What if, using these identities, anyone could connect to anyone else, and anyone could store their data anywhere as long as the storage provider followed the same broad standards?
The web itself would become a social networking tool.
By establishing a general standard for social application interactions, the services and technologies used to make connections become less relevant; the Internet is people, one big social network, and users no longer have to worry about how they connect. We can all get on with communicating and collaborating rather than worrying about where we connect.
The full piece was based on a talk I gave at Harvard University's Hauser Center for Nonprofit Organizations. It declares a number of problems to solve:
- User control: users should have ultimate control over their data.
- Ownership: granularity of ownership, and the rights implied by ownership, is complex in certain contexts. Sometimes a single-user model of ownership is appropriate - but sometimes not.
- Privacy & Transparency: the ability to control who has access to your data footprint across the web, but also a clear knowledge of what happens to that data.
- Platform: software that actually embodies these properties.
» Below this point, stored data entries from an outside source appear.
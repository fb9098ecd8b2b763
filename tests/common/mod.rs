//! Common test utilities
#![allow(dead_code)]

use matbench::library::LibraryRegistry;
use matbench::reference::ReferenceMatrix;

/// Every library key compiled into this build
pub fn library_keys() -> Vec<&'static str> {
    LibraryRegistry::with_defaults().keys().collect()
}

/// Libraries with the full decomposition set
pub fn full_libraries() -> Vec<&'static str> {
    library_keys()
        .into_iter()
        .filter(|key| *key != "ndarray")
        .collect()
}

/// Row-major entries of a reference matrix
pub fn flatten(m: &ReferenceMatrix) -> Vec<f64> {
    m.as_rows().iter().flatten().copied().collect()
}

/// Assert two f64 slices are close within tolerance
///
/// Uses the formula: |a - b| <= atol + rtol * |b|
pub fn assert_allclose_f64(a: &[f64], b: &[f64], rtol: f64, atol: f64, msg: &str) {
    assert_eq!(a.len(), b.len(), "{}: length mismatch", msg);
    for (i, (x, y)) in a.iter().zip(b.iter()).enumerate() {
        let diff = (x - y).abs();
        let tol = atol + rtol * y.abs();
        assert!(
            diff <= tol,
            "{}: element {} differs: {} vs {} (diff={}, tol={})",
            msg,
            i,
            x,
            y,
            diff,
            tol
        );
    }
}

/// Assert `m` is the identity within `tol`
pub fn assert_near_identity(m: &ReferenceMatrix, tol: f64, msg: &str) {
    let (rows, cols) = m.shape();
    assert_eq!(rows, cols, "{}: not square", msg);
    for i in 0..rows {
        for j in 0..cols {
            let expected = if i == j { 1.0 } else { 0.0 };
            let actual = m.get(i, j);
            assert!(
                (actual - expected).abs() <= tol,
                "{}: element [{},{}] differs: {} vs {}",
                msg,
                i,
                j,
                actual,
                expected
            );
        }
    }
}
In the interim, there have been many articles about the continuing silo-ization of the web - notably The Web We Lost by Anil Dash. In other words, the problem has become worse, not better. Generally speaking, users have less control, less ownership, less privacy and fewer platforms to choose from in 2013 than they did in 2009.
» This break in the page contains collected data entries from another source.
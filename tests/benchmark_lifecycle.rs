//! Integration tests for the benchmark lifecycle and cross-library behavior
//!
//! Tests verify:
//! - State transitions and invalid-state rejection
//! - All libraries receive bit-identical inputs
//! - Inputs are never modified by execution
//! - Decomposition results meet residual bounds
//! - Results agree across libraries

mod common;

use common::{assert_allclose_f64, assert_near_identity, flatten, full_libraries, library_keys};
use matbench::benchmark::{BenchmarkOperation, BenchmarkParams, LifecycleState, Problem};
use matbench::error::Error;
use matbench::library::LibraryRegistry;
use matbench::operation::OperationKind;
use matbench::reference::{EntryDistribution, ReferenceMatrix};

fn ready(library: &str, operation: OperationKind, dim: usize) -> BenchmarkOperation {
    let registry = LibraryRegistry::with_defaults();
    let mut op = BenchmarkOperation::new(BenchmarkParams::new(library, operation, dim));
    op.setup(&registry).unwrap();
    op
}

// ============================================================================
// Lifecycle
// ============================================================================

#[test]
fn test_setup_from_uninitialized_configures_first() {
    let mut op = BenchmarkOperation::new(BenchmarkParams::new("native", OperationKind::Add, 3));
    assert_eq!(op.state(), LifecycleState::Uninitialized);
    op.setup(&LibraryRegistry::with_defaults()).unwrap();
    assert_eq!(op.state(), LifecycleState::Ready);
}

#[test]
fn test_setup_twice_is_invalid_state() {
    let registry = LibraryRegistry::with_defaults();
    let mut op = ready("native", OperationKind::Scale, 3);
    assert_eq!(
        op.setup(&registry).unwrap_err(),
        Error::InvalidState {
            expected: "Configured",
            actual: "Ready"
        }
    );
}

#[test]
fn test_after_teardown_everything_is_invalid() {
    let mut op = ready("native", OperationKind::Svd, 4);
    op.execute().unwrap();
    op.teardown().unwrap();
    assert!(matches!(op.execute(), Err(Error::InvalidState { .. })));
    assert!(matches!(op.verify(), Err(Error::InvalidState { .. })));
    assert!(matches!(op.outputs(), Err(Error::InvalidState { .. })));
}

#[test]
fn test_unsupported_operation_keeps_instance_configured() {
    if !library_keys().contains(&"ndarray") {
        return;
    }
    let mut op =
        BenchmarkOperation::new(BenchmarkParams::new("ndarray", OperationKind::Pseudoinverse, 8));
    let err = op.setup(&LibraryRegistry::with_defaults()).unwrap_err();
    assert!(err.is_unsupported());
    assert_eq!(op.state(), LifecycleState::Configured);
}

#[test]
fn test_verify_before_execute_runs_once() {
    for library in full_libraries() {
        let mut op = ready(library, OperationKind::Determinant, 6);
        assert!(op.verify().unwrap().passed(), "{library}");
    }
}

// ============================================================================
// Inputs
// ============================================================================

#[test]
fn test_inputs_bit_identical_across_libraries() {
    for operation in OperationKind::ALL {
        let expected = Problem::generate(operation, 9, matbench::benchmark::DEFAULT_SEED).unwrap();
        for library in library_keys() {
            let registry = LibraryRegistry::with_defaults();
            let mut op = BenchmarkOperation::new(BenchmarkParams::new(library, operation, 9));
            match op.setup(&registry) {
                Ok(()) => {}
                Err(err) if err.is_unsupported() => continue,
                Err(err) => panic!("{library}/{operation}: {err}"),
            }
            let inputs = op.inputs().unwrap();
            assert_eq!(inputs.len(), expected.operands().len());
            for (got, want) in inputs.iter().zip(expected.operands()) {
                assert!(got.bit_identical(want), "{library}/{operation}");
            }
        }
    }
}

#[test]
fn test_execution_never_mutates_inputs() {
    for library in library_keys() {
        for operation in [
            OperationKind::Add,
            OperationKind::Scale,
            OperationKind::MultiplyProduce,
            OperationKind::MultiplyMutate,
        ] {
            let mut op = ready(library, operation, 7);
            let before = op.inputs().unwrap();
            for _ in 0..4 {
                op.execute().unwrap();
            }
            let after = op.inputs().unwrap();
            for (b, a) in before.iter().zip(&after) {
                assert!(b.bit_identical(a), "{library}/{operation}");
            }
            assert!(op.verify().unwrap().passed(), "{library}/{operation}");
        }
    }
}

#[test]
fn test_normal_entries_change_inputs_not_validity() {
    let registry = LibraryRegistry::with_defaults();
    let params = BenchmarkParams::new("native", OperationKind::Solve, 12)
        .with_distribution(EntryDistribution::Normal)
        .with_seed(3);
    let mut op = BenchmarkOperation::new(params);
    op.setup(&registry).unwrap();
    let uniform = Problem::generate(OperationKind::Solve, 12, 3).unwrap();
    assert!(!op.inputs().unwrap()[1].bit_identical(&uniform.operands()[1]));
    op.execute().unwrap();
    assert!(op.verify().unwrap().passed());
}

// ============================================================================
// Residual bounds
// ============================================================================

#[test]
fn test_spd_solve_relative_residual() {
    for library in full_libraries() {
        let mut op = ready(library, OperationKind::Solve, 50);
        op.execute().unwrap();
        let inputs = op.inputs().unwrap();
        let (a, b) = (&inputs[0], &inputs[1]);
        let x = op.outputs().unwrap().remove(0);
        assert_eq!(x.shape(), (50, 1));

        let residual = a.multiply(&x).unwrap().sub(b).unwrap().frobenius_norm();
        let relative = residual / b.frobenius_norm();
        assert!(relative < 1e-9, "{library}: {relative}");
        op.verify().unwrap();
    }
}

#[test]
fn test_evd_reconstruction() {
    for library in full_libraries() {
        let mut op = ready(library, OperationKind::EigenDecomposition, 20);
        op.execute().unwrap();
        let a = op.inputs().unwrap().remove(0);
        let outputs = op.outputs().unwrap();
        let (d, v) = (&outputs[0], &outputs[1]);

        let rebuilt = v.multiply(d).unwrap().multiply(&v.transpose()).unwrap();
        let relative = a.sub(&rebuilt).unwrap().frobenius_norm() / a.frobenius_norm();
        assert!(relative < 1e-8, "{library}: {relative}");
        assert_near_identity(&v.transpose().multiply(v).unwrap(), 1e-10, library);
        assert!(op.verify().unwrap().passed(), "{library}");
    }
}

#[test]
fn test_svd_factors() {
    for library in full_libraries() {
        let mut op = ready(library, OperationKind::Svd, 15);
        let outputs = op.outputs().unwrap();
        let (u, s, vt) = (&outputs[0], &outputs[1], &outputs[2]);

        for i in 0..15 {
            assert!(s.get(i, i) >= 0.0, "{library}: negative singular value");
            for j in 0..15 {
                if i != j {
                    assert_eq!(s.get(i, j), 0.0, "{library}: Σ not diagonal");
                }
            }
        }
        assert_near_identity(&u.transpose().multiply(u).unwrap(), 1e-10, library);
        assert_near_identity(&vt.multiply(&vt.transpose()).unwrap(), 1e-10, library);
        assert!(op.verify().unwrap().passed(), "{library}");
    }
}

#[test]
fn test_pseudoinverse_of_invertible_matrix_is_inverse() {
    for library in full_libraries() {
        let mut op = ready(library, OperationKind::Pseudoinverse, 10);
        let a = op.inputs().unwrap().remove(0);
        let pinv = op.outputs().unwrap().remove(0);
        assert_near_identity(&a.multiply(&pinv).unwrap(), 1e-8, library);
        assert!(op.verify().unwrap().passed(), "{library}");
    }
}

#[test]
fn test_eigenvectors_verify_at_several_sizes() {
    for library in full_libraries() {
        for dim in [1, 2, 17] {
            let mut op = ready(library, OperationKind::Eigenvectors, dim);
            op.execute().unwrap();
            let v = op.verify().unwrap();
            assert!(v.passed(), "{library}@{dim}: {} > {}", v.residual, v.tolerance);
        }
    }
}

// ============================================================================
// Cross-library agreement
// ============================================================================

#[test]
fn test_products_agree_across_libraries() {
    let outputs: Vec<(&str, ReferenceMatrix)> = library_keys()
        .into_iter()
        .map(|library| {
            let mut op = ready(library, OperationKind::MultiplyProduce, 16);
            op.execute().unwrap();
            (library, op.outputs().unwrap().remove(0))
        })
        .collect();
    let (_, baseline) = &outputs[0];
    for (library, product) in &outputs[1..] {
        assert_allclose_f64(&flatten(product), &flatten(baseline), 1e-12, 1e-12, library);
    }
}

#[test]
fn test_determinants_agree_across_libraries() {
    let values: Vec<(&str, f64)> = full_libraries()
        .into_iter()
        .map(|library| {
            let mut op = ready(library, OperationKind::Determinant, 10);
            (library, op.outputs().unwrap()[0].get(0, 0))
        })
        .collect();
    for (library, value) in &values[1..] {
        assert_allclose_f64(&[*value], &[values[0].1], 1e-9, 0.0, library);
    }
}

#[test]
fn test_large_determinant_stays_finite() {
    for library in full_libraries() {
        let mut op = ready(library, OperationKind::Determinant, 500);
        let check = op.verify().unwrap();
        let value = op.outputs().unwrap()[0].get(0, 0);
        assert!(value.is_finite() && value != 0.0, "{library}: {value}");
        assert!(check.residual.is_finite(), "{library}: {check:?}");
        assert!(
            check.tolerance.is_finite() && check.tolerance > 0.0,
            "{library}: {check:?}"
        );
        assert!(check.passed(), "{library}: {check:?}");
    }
}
A glimmer of hope has been the indieweb, which I've written about at length. This is a movement that champions ownership, but through it, principles like user control, privacy, transparency and a healthy ecosystem of platforms are also promoted. Idno, the open source platform that powers this site, adheres to many indieweb principles.
There's more work to be done. I believe that contextual display advertising is the single biggest obstacle to a web that is under the control of users. In our advertising economy, users are tracked throughout the web in order to determine which ads will be performant for them. Mozilla Lightbeam is an extraordinary project that highlights the pervasiveness of the problem. Wherever we leave a data footprint, we are tracked.
The irony is that contextual advertising isn't even very effective! Fraud is rife in online advertising, and the price of online ads has dropped for eight straight quarters. As a result, publishers need to drive higher and higher visitor numbers, leading to less subtle growth strategies, often bordering on the unethical. Platforms seek vastly increased engagement, leading to an inability to remove your content, what amounts to spamming you to bring you back to the app, and a reduction in integration hooks that might make the software more useful within the context of a user's entire suite of applications.
On the content side, meanwhile, viral sites like Upworthy and Buzzfeed are king, which is great if you're writing about the top 15 things you might not know about Miley Cyrus - but death if you're a niche publisher, community or information source trying to make ends meet.
What if we rethink advertising in the same way that we're rethinking personal sites with the indieweb? "Niche" - in other words, highly specialized - communities are in many ways the lifeblood of the web. They're one of the things that makes it special; the fact that there can be a place to meet for any interest group. Finding platforms that will adequately financially support these groups, as well as by giving them responsible software that gives them control, privacy, transparency and ownership, will be hugely empowering.
Building the open web we want isn't just about software. It's about the mechanisms involved that will make it sustainable for people to create the right kinds of businesses that use it as a platform.